With that in mind, why would anyone want to take that exposure to the next level by paying and sending DNA to a lab with the expectations of getting a history lesson? Where else are your DNA results going? What other database will it be logged in and who can access it?
Here’s a question for those ancestry type companies. If DNA wasn’t discovered until 1869 and the use of genetic inheritance wasn’t demonstrated until the 1950’s, how are you able to take my money and saliva to tell me about my “ancestors” that lived in an African mud hut in 1802? Is it all an estimation of descendants? The scientific abilities were not available as far back as some of these reports. I recognize that we can extract DNA from century old bones – however not everyone’s bones are still around. So again I question the validity of these reports. Or… is this just a ploy for big brother to collect, identify, log and monitor us on a molecular level?

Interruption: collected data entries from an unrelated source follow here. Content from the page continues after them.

//! Build script: pre-flight checks for GPU feature flags.
//!
//! Verifies that required toolkits are installed before whisper-rs-sys tries
//! to compile. For version mismatches (which we can't reliably detect ahead
//! of time), we print helpful diagnostic info that will appear in the build
//! output if compilation fails.

use std::process::Command;

fn main() {
    // Embed git short hash for version string
    if let Ok(output) = Command::new("git")
        .args(["rev-parse", "--short=7", "HEAD"])
        .output()
        && output.status.success()
    {
        let hash = String::from_utf8_lossy(&output.stdout).trim().to_string();
        println!("cargo:rustc-env=GIT_HASH={}", hash);
    }
    println!("cargo:rerun-if-changed=.git/HEAD");
    println!("cargo:rerun-if-changed=.git/refs/heads/");

    if cfg!(feature = "cuda") {
        check_cuda();
    }
    if cfg!(feature = "vulkan") {
        check_vulkan();
    }
}

fn check_cuda() {
    let output = Command::new("nvcc").arg("--version").output();
    match output {
        Ok(out) if out.status.success() => {
            let text = String::from_utf8_lossy(&out.stdout);
            if let Some((major, minor)) = parse_cuda_version(&text) {
                println!("cargo::warning=CUDA toolkit {}.{} detected", major, minor);
            } else {
                println!("cargo::warning=CUDA toolkit detected (version unknown)");
            }
        }
        _ => {
            panic!(
                "\n\n\
                `nvcc` not found — CUDA toolkit is not installed.\n\
                Install: https://developer.nvidia.com/cuda-downloads\n\
                Or build without CUDA: cargo build --release --features whisper\n",
            );
        }
    }
}

/// Parse "release X.Y" from nvcc --version output.
fn parse_cuda_version(text: &str) -> Option<(u32, u32)> {
    // nvcc output: "Cuda compilation tools, release 12.4, V12.4.131"
    let release_pos = text.find("release ")?;
    let after = &text[release_pos + 8..];
    let comma = after.find(',')?;
    let version_str = &after[..comma];
    let mut parts = version_str.split('.');
    let major = parts.next()?.parse().ok()?;
    let minor = parts.next()?.parse().ok()?;
    Some((major, minor))
}

fn check_vulkan() {
    if Command::new("vulkaninfo")
        .arg("--summary")
        .output()
        .is_err()
    {
        panic!(
            "\n\n\
            `vulkaninfo` not found — Vulkan SDK is not installed.\n\
            Install: https://vulkan.lunarg.com/\n\
            Or build without Vulkan: cargo build --release --features whisper\n",
        );
    }
    println!("cargo::warning=Vulkan SDK detected");
}

#[cfg(test)]
mod tests {
    use super::*;

    #[test]
    fn parse_cuda_version_standard() {
        let text = "nvcc: NVIDIA (R) Cuda compiler driver\n\
                    Cuda compilation tools, release 12.4, V12.4.131";
        assert_eq!(parse_cuda_version(text), Some((12, 4)));
    }

    #[test]
    fn parse_cuda_version_no_match() {
        assert_eq!(parse_cuda_version("no version here"), None);
    }
}
//! ALSA capture via `arecord`.

use crate::capture::{AudioInputDevice, CaptureBackend, CaptureFormat};
use crate::error::{Result, ScribaError};
use async_trait::async_trait;
use regex::Regex;
use std::process::Stdio;
use std::sync::OnceLock;
use tokio::io::AsyncReadExt;
use tokio::process::{Child, Command};
use tokio::task::JoinHandle;
use tracing::{debug, warn};

// e.g. "card 1: Device [USB Audio Device], device 0: USB Audio [USB Audio]"
fn card_line_regex() -> &'static Regex {
    static RE: OnceLock<Regex> = OnceLock::new();
    RE.get_or_init(|| {
        Regex::new(r"^card\s+(\d+):\s+.*?\s+\[([^\]]+)\],\s+device\s+(\d+):\s+.*?\s+\[([^\]]+)\]")
            .unwrap_or_else(|e| {
                // A malformed literal pattern is a programming error.
                panic!("invalid device listing regex: {}", e)
            })
    })
}

fn parse_device_list(output: &str) -> Vec<AudioInputDevice> {
    let mut devices = Vec::new();
    for line in output.lines() {
        if let Some(caps) = card_line_regex().captures(line.trim()) {
            let card = &caps[1];
            let card_name = &caps[2];
            let dev = &caps[3];
            let dev_name = &caps[4];
            let id = format!("hw:{},{}", card, dev);
            devices.push(AudioInputDevice {
                name: format!("{} - {} ({})", card_name, dev_name, id),
                id,
            });
        }
    }
    devices
}

/// Capture backend that spawns `arecord` with raw output.
pub struct ArecordBackend {
    child: Option<Child>,
    reader: Option<JoinHandle<()>>,
    format: Option<CaptureFormat>,
}

impl ArecordBackend {
    pub fn new() -> Self {
        Self {
            child: None,
            reader: None,
            format: None,
        }
    }
}

impl Default for ArecordBackend {
    fn default() -> Self {
        Self::new()
    }
}

#[async_trait]
impl CaptureBackend for ArecordBackend {
    async fn list_devices(&self) -> Vec<AudioInputDevice> {
        let output = match Command::new("arecord").arg("-l").output().await {
            Ok(output) => output,
            Err(e) => {
                warn!(error = %e, "could not run arecord -l");
                return Vec::new();
            }
        };
        if !output.status.success() {
            warn!(
                status = output.status.code().unwrap_or(-1),
                "arecord -l failed"
            );
            return Vec::new();
        }
        parse_device_list(&String::from_utf8_lossy(&output.stdout))
    }

    async fn start_capture(
        &mut self,
        device_id: &str,
        format: CaptureFormat,
        tx: crossbeam_channel::Sender<Vec<u8>>,
    ) -> Result<()> {
        if self.child.is_some() {
            return Err(ScribaError::AlreadyCapturing);
        }
        if format != CaptureFormat::CANONICAL {
            return Err(ScribaError::UnsupportedFormat {
                requested: format!("{:?}", format),
            });
        }

        let mut child = Command::new("arecord")
            .args([
                "-D", device_id, "-f", "S16_LE", "-r", "16000", "-c", "1", "-t", "raw",
            ])
            .stdin(Stdio::null())
            .stdout(Stdio::piped())
            .stderr(Stdio::null())
            .spawn()
            .map_err(|e| ScribaError::Capture {
                message: format!("failed to start arecord for {}: {}", device_id, e),
            })?;

        let mut stdout = child.stdout.take().ok_or_else(|| ScribaError::Capture {
            message: "arecord stdout was not captured".to_string(),
        })?;

        debug!(device = device_id, "arecord capture started");

        let reader = tokio::spawn(async move {
            let mut buf = [0u8; 4096];
            loop {
                match stdout.read(&mut buf).await {
                    Ok(0) => break,
                    Ok(n) => {
                        if tx.send(buf[..n].to_vec()).is_err() {
                            break; // consumer gone
                        }
                    }
                    Err(e) => {
                        warn!(error = %e, "arecord stream read failed");
                        break;
                    }
                }
            }
        });

        self.child = Some(child);
        self.reader = Some(reader);
        self.format = Some(format);
        Ok(())
    }

    async fn stop_capture(&mut self) {
        if let Some(mut child) = self.child.take() {
            if let Err(e) = child.start_kill() {
                warn!(error = %e, "could not signal arecord to stop");
            }
            if let Err(e) = child.wait().await {
                warn!(error = %e, "waiting for arecord exit failed");
            }
        }
        if let Some(reader) = self.reader.take()
            && let Err(e) = reader.await
        {
            warn!(error = %e, "capture reader task failed");
        }
        self.format = None;
    }

    fn current_format(&self) -> Option<CaptureFormat> {
        self.format
    }
}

From grocery store membership cards to insurance company discount monitors in our cars – data is data. It can be labeled, collected, analyzed, tracked and used. These “pay to learn your history” companies are gimmicks. If someone wants to learn about their history, the best way is being close to your grandparents. If they are gone, log off Facebook for a day or two and visit your local main library. There are these things called microfiche, they hold lots of highly accurate information and require nothing more than a twist of your finger. If your local main library branch doesn’t have what you’re looking for, take a plane ride to Washington, DC – the national archives will most likely have what you’re looking for.
If all else fails and you can’t find everything about your history – take it upon yourself to create a new history so your third cousin twice removed 100 years from now can learn what you did to write a new history.
I may have on my conspiracy theorist hat on for this one, however trusting that our private information will be kept private in this day and age is a farce. Nothing is private nothing is safe – if it’s connected to a database. Which is why I can’t figure out how crimes still go unsolved? Every inch of modern human-inhabited space on this planet is monitored in some way. If you don’t believe me ask yourself why a company like LifeLock is in existence. (even after the PhoenixTimes reported their false claims of protection suit)
You won’t catch me sending my DNA through the mail just to get a slightly accurate report back 8 weeks later.